**Information:**

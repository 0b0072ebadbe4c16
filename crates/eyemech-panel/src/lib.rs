//! eyemech-panel library entry point.
//!
//! Re-exports all public modules so that integration tests in `tests/`
//! and the binary entry point in `main.rs` share the same module tree.

pub mod application;
pub mod infrastructure;
//! Bootloader event logging
//!
//! Events are rendered with `ufmt` into whatever sink the board provides.
//! Release builds use [`Discard`]; the `debug` feature swaps in the soft
//! UART. A failing sink never stops the bootloader.

use core::convert::Infallible;
use ufmt::{uDisplay, uWrite, uwrite, uwriteln, Formatter};

/// Why the receive loop gave up
#[derive(Debug, Clone, Copy, PartialEq, Eq)]
pub enum TimeoutCause {
    /// No packet within the inactivity window
    Inactivity,
    /// Absolute session ceiling reached
    SessionLimit,
}

#[derive(Debug, Clone, Copy, PartialEq, Eq)]
pub enum Event {
    Listening,
    SessionStarted { length: u16 },
    EntryCaptured { entry: u16 },
    PageCommitted { address: u16 },
    TransferComplete { bytes: u16 },
    TimedOut(TimeoutCause),
    TransportFault,
    Jump { address: u16 },
    Halt,
}

/// `0x`-prefixed, zero-padded hex word
pub struct Hex(pub u16);

impl uDisplay for Hex {
    fn fmt<W>(&self, f: &mut Formatter<'_, W>) -> Result<(), W::Error>
    where
        W: uWrite + ?Sized,
    {
        const HEX_CHARS: [u8; 16] = *b"0123456789ABCDEF";
        let mut digits = [b'0', b'x', 0, 0, 0, 0];
        for i in 0..4 {
            let nibble = (self.0 >> (12 - 4 * i)) & 0xF;
            digits[2 + i] = HEX_CHARS[nibble as usize];
        }
        // Only ASCII went in
        f.write_str(core::str::from_utf8(&digits).unwrap_or("0x????"))
    }
}

impl uDisplay for TimeoutCause {
    fn fmt<W>(&self, f: &mut Formatter<'_, W>) -> Result<(), W::Error>
    where
        W: uWrite + ?Sized,
    {
        match self {
            TimeoutCause::Inactivity => f.write_str("inactivity"),
            TimeoutCause::SessionLimit => f.write_str("session limit"),
        }
    }
}

impl uDisplay for Event {
    fn fmt<W>(&self, f: &mut Formatter<'_, W>) -> Result<(), W::Error>
    where
        W: uWrite + ?Sized,
    {
        match *self {
            Event::Listening => f.write_str("listening"),
            Event::SessionStarted { length } => uwrite!(f, "start len={}", length),
            Event::EntryCaptured { entry } => uwrite!(f, "entry {}", Hex(entry)),
            Event::PageCommitted { address } => uwrite!(f, "page {}", Hex(address)),
            Event::TransferComplete { bytes } => uwrite!(f, "complete {}B", bytes),
            Event::TimedOut(cause) => uwrite!(f, "timeout ({})", cause),
            Event::TransportFault => f.write_str("transport fault"),
            Event::Jump { address } => uwrite!(f, "jump {}", Hex(address)),
            Event::Halt => f.write_str("halt"),
        }
    }
}

/// Line-oriented event log
pub struct Log<W> {
    sink: W,
}

impl<W: uWrite> Log<W> {
    pub fn new(sink: W) -> Self {
        Self { sink }
    }

    pub fn event(&mut self, event: Event) {
        uwriteln!(self.sink, "[boot] {}", event).ok();
    }

    pub fn into_inner(self) -> W {
        self.sink
    }
}

/// Sink that drops everything
pub struct Discard;

impl uWrite for Discard {
    type Error = Infallible;

    fn write_str(&mut self, _: &str) -> Result<(), Infallible> {
        Ok(())
    }
}

#[cfg(test)]
mod tests {
    use super::*;

    fn render(event: Event) -> String {
        let mut log = Log::new(String::new());
        log.event(event);
        log.into_inner()
    }

    #[test]
    fn events_render_one_line_each() {
        assert_eq!(render(Event::SessionStarted { length: 64 }), "[boot] start len=64\n");
        assert_eq!(render(Event::EntryCaptured { entry: 0x0102 }), "[boot] entry 0x0102\n");
        assert_eq!(render(Event::PageCommitted { address: 0x03C0 }), "[boot] page 0x03C0\n");
        assert_eq!(
            render(Event::TimedOut(TimeoutCause::SessionLimit)),
            "[boot] timeout (session limit)\n"
        );
        assert_eq!(render(Event::Jump { address: 0xFFFF }), "[boot] jump 0xFFFF\n");
    }

    #[test]
    fn discard_accepts_everything() {
        let mut log = Log::new(Discard);
        log.event(Event::Listening);
        log.event(Event::TransportFault);
    }
}
//! USI (Universal Serial Interface) as a three-wire SPI master
//!
//! ATtiny84 has no SPI peripheral; the USI shift register is clocked by
//! software strobes instead.

use avr_device::attiny84::{PORTA, USI};
use core::convert::Infallible;
use core::marker::PhantomData;
use embedded_hal::spi::FullDuplex;

// USICR bits
const USIWM0: u8 = 1 << 4;
const USICS1: u8 = 1 << 3;
const USICLK: u8 = 1 << 1;
const USITC: u8 = 1 << 0;

// USISR: USIOIF
const USIOIF: u8 = 1 << 6;

// PORTA: USCK, DO outputs, DI input
const USCK: u8 = 4;
const DO: u8 = 5;
const DI: u8 = 6;

/// USI peripheral driver, SPI mode 0, MSB first
pub struct Usi {
    _usi: PhantomData<USI>,
}

impl Usi {
    /// Create new USI instance
    pub fn new() -> Self {
        unsafe {
            let port = PORTA::ptr();
            (*port).ddra.modify(|r, w| {
                w.bits((r.bits() | (1 << USCK) | (1 << DO)) & !(1 << DI))
            });

            // Three-wire mode, software clock strobe
            (*USI::ptr()).usicr.write(|w| w.bits(USIWM0 | USICS1 | USICLK));
        }

        Self { _usi: PhantomData }
    }

    /// Shift one byte out and one byte in
    pub fn transfer_byte(&mut self, byte: u8) -> u8 {
        unsafe {
            let p = USI::ptr();

            (*p).usidr.write(|w| w.bits(byte));
            (*p).usisr.write(|w| w.bits(USIOIF));

            // Strobe the clock until the 4-bit counter overflows
            while (*p).usisr.read().bits() & USIOIF == 0 {
                (*p).usicr.modify(|r, w| w.bits(r.bits() | USITC));
                (*p).usicr.modify(|r, w| w.bits(r.bits() | USITC));
            }

            (*p).usisr.write(|w| w.bits(USIOIF));
            (*p).usidr.read().bits()
        }
    }
}

impl Default for Usi {
    fn default() -> Self {
        Self::new()
    }
}

impl FullDuplex<u8> for Usi {
    type Error = Infallible;

    fn read(&mut self) -> nb::Result<u8, Infallible> {
        unsafe { Ok((*USI::ptr()).usidr.read().bits()) }
    }

    fn send(&mut self, byte: u8) -> nb::Result<(), Infallible> {
        self.transfer_byte(byte);
        Ok(())
    }
}

impl embedded_hal::blocking::spi::transfer::Default<u8> for Usi {}
impl embedded_hal::blocking::spi::write::Default<u8> for Usi {}
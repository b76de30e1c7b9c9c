//! Transmit-only software UART for debug logging
//!
//! Timer1 in CTC mode provides the bit clock; the line is driven on the
//! board's LOG_TX pin, 8N1.

use super::board::LOG_TX;
use crate::config::{CPU_FREQ_HZ, LOG_BAUD};
use avr_device::attiny84::TC1;
use core::convert::Infallible;

// TCCR1B: WGM12 (CTC) | CS10 (clk/1)
const TCCR1B_CTC_DIV1: u8 = (1 << 3) | (1 << 0);
// TIFR1: OCF1A
const OCF1A: u8 = 1 << 1;

const BIT_TICKS: u16 = (CPU_FREQ_HZ / LOG_BAUD) as u16 - 1;

pub struct SoftTx {
    pin: LOG_TX,
}

impl SoftTx {
    pub fn new(mut pin: LOG_TX) -> Self {
        // Idle high
        pin.set_high();
        unsafe {
            let p = TC1::ptr();
            (*p).tccr1a.write(|w| w.bits(0));
            (*p).ocr1a.write(|w| w.bits(BIT_TICKS));
            (*p).tcnt1.write(|w| w.bits(0));
            (*p).tccr1b.write(|w| w.bits(TCCR1B_CTC_DIV1));
        }
        Self { pin }
    }

    fn wait_bit(&self) {
        unsafe {
            let p = TC1::ptr();
            while (*p).tifr1.read().bits() & OCF1A == 0 {}
            (*p).tifr1.write(|w| w.bits(OCF1A));
        }
    }

    pub fn write_byte(&mut self, byte: u8) {
        self.wait_bit();
        self.pin.set_low();
        for bit in 0..8 {
            self.wait_bit();
            if byte & (1 << bit) != 0 {
                self.pin.set_high();
            } else {
                self.pin.set_low();
            }
        }
        self.wait_bit();
        self.pin.set_high();
        self.wait_bit();
    }

    /// Stop Timer1 and give the pin back
    pub fn release(self) -> LOG_TX {
        unsafe {
            let p = TC1::ptr();
            (*p).tccr1b.write(|w| w.bits(0));
            (*p).ocr1a.write(|w| w.bits(0));
            (*p).tcnt1.write(|w| w.bits(0));
            (*p).tifr1.write(|w| w.bits(OCF1A));
        }
        self.pin
    }
}

impl ufmt::uWrite for SoftTx {
    type Error = Infallible;

    fn write_str(&mut self, s: &str) -> Result<(), Infallible> {
        for byte in s.bytes() {
            self.write_byte(byte);
        }
        Ok(())
    }
}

**Work order:** Retype the listing from its first line onward, stopping after the line that contains "pub mod application;" has been retyped in full.

**Answer for the task:**
repository 0b0072ebadbe4c16
filename crates/eyemech-panel/src/lib.rs
//! eyemech-panel library entry point.
//!
//! Re-exports all public modules so that integration tests in `tests/`
//! and the binary entry point in `main.rs` share the same module tree.

pub mod application;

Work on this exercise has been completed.